Sometime in the early 2030s, or sooner if the country falls into a recession or fights a big war, the federal debt will hit a new record, eclipsing the mark of 106 percent of gross domestic product that was set in 1946 as the government paid for World War II.
That level of debt, projected by the nonpartisan Congressional Budget Office Tuesday, isn’t itself an imminent threat to the country. After all, Japan has debt twice that high and has avoided a crisis so far.
The more immediate risk laid out in the CBO’s report, though, is the government having to spend more money on interest on the debt, leaving less for other priorities, such as infrastructure, law enforcement, and scientific research.
Today, the Treasury is servicing the debt for cheap, thanks to the low interest rates created by the 2008 financial crisis. The government spends about 1.6 percent of gross domestic product on interest, according to the CBO. That’s low by historical standards.
But the cost of servicing the debt could rise quickly as the economy improves and interest rates recover. Within a decade, the CBO sees Uncle Sam spending nearly twice as much, 3.1 percent, on interest costs.
That would be as much as the government has ever spent on interest. But the costs would be expected to continue rising, thanks both to higher interest rates and the borrowing the Treasury would need to do to make up the difference between taxes and revenue.
“The interest cost just exacerbates the problem,” said Paul Van de Water, an expert at the Center on Budget and Policy Priorities.
Soon, Congress and the president could have to face a choice: Borrow more just to pay the debt or cut defense programs or government services to keep room in the budget for interest payments.
Within the next 30 years, the government will be spending more on interest than on Social Security and more than on all defense and domestic programs combined, setting aside entitlement programs such as Medicare and food stamps.
But avoiding that scenario would be difficult. Just to keep the debt stable at today’s 78 percent of GDP, Congress would have to cut the deficit by $400 billion next year and every year thereafter, by reducing spending, raising taxes or both, the CBO estimated.
Congress isn’t close to implementing that kind of deficit reduction. Even the spending cuts that the conservative Freedom Caucus has tried to have included in recent budgets wouldn’t come close.
During this Congress, President Trump and the legislature have added to the fiscal gap, rather than closing it.
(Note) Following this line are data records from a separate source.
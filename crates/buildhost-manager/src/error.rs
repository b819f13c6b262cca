//! Error types for build host process management.

use crate::kind::BuildHostProcessKind;
use std::path::PathBuf;
use thiserror::Error;

/// Result alias used throughout the manager crate.
pub type Result<T> = std::result::Result<T, BuildHostError>;

#[derive(Debug, Error)]
pub enum BuildHostError {
    /// The runtime a host kind requires is not installed. This is a
    /// configuration error raised before any RPC traffic, never a
    /// transient fault to retry.
    #[error("the {kind} build host requires '{executable}', which was not found")]
    RuntimeNotFound {
        kind: BuildHostProcessKind,
        executable: String,
    },

    #[error("failed to spawn {kind} build host: {message}")]
    Spawn {
        kind: BuildHostProcessKind,
        message: String,
        #[source]
        source: Option<std::io::Error>,
    },

    /// The spawned child did not expose a piped standard stream.
    #[error("build host process has no piped {stream}")]
    MissingStdio { stream: &'static str },

    #[error("IO error at {path:?}: {message}")]
    Io {
        message: String,
        path: Option<PathBuf>,
        #[source]
        source: Option<std::io::Error>,
    },

    #[error(transparent)]
    Rpc(#[from] buildhost_rpc::RpcError),
}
Taking into account the Trump tax cuts and the bipartisan budget deals that increase spending, Congress boosted the annual deficit by about $285 billion in 2019, according to another CBO budget.
The fiscally conservative response to the report was to highlight the role that entitlement programs such as Social Security and Medicare are going to play in driving up spending as the Baby Boom generation continues to retire.
“Although Republicans and Democrats spend much of their time arguing over discretionary spending, most ignore mandatory spending, which includes entitlement programs like Medicaid, Medicare, and Social Security,” said Jason Pye, vice president of legislative affairs for FreedomWorks. “These programs are primary drivers of budget deficits and the national debt, and their contributions will continue to grow deficits and debt over time.”
Trump, however, has ruled out reforms to Medicare or Social Security, and congressional Republicans have steered clear of legislation to reduce spending on those politically popular programs.
Even so, Democrats responded to Tuesday’s report by blaming the tax cuts and warning that higher deficits presaged GOP attempts to cut retiree benefits.
“The long-term budget challenges described in today’s CBO report come as no surprise,” Kentucky Rep. John Yarmuth, the top Democrat on the House Budget Committee, told the Washington Examiner in a statement. “Yet the Republican answer of massive cuts to Medicare, Medicaid and other critical investments would leave seniors and hard-working families paying the price for their deficit-busting policies.”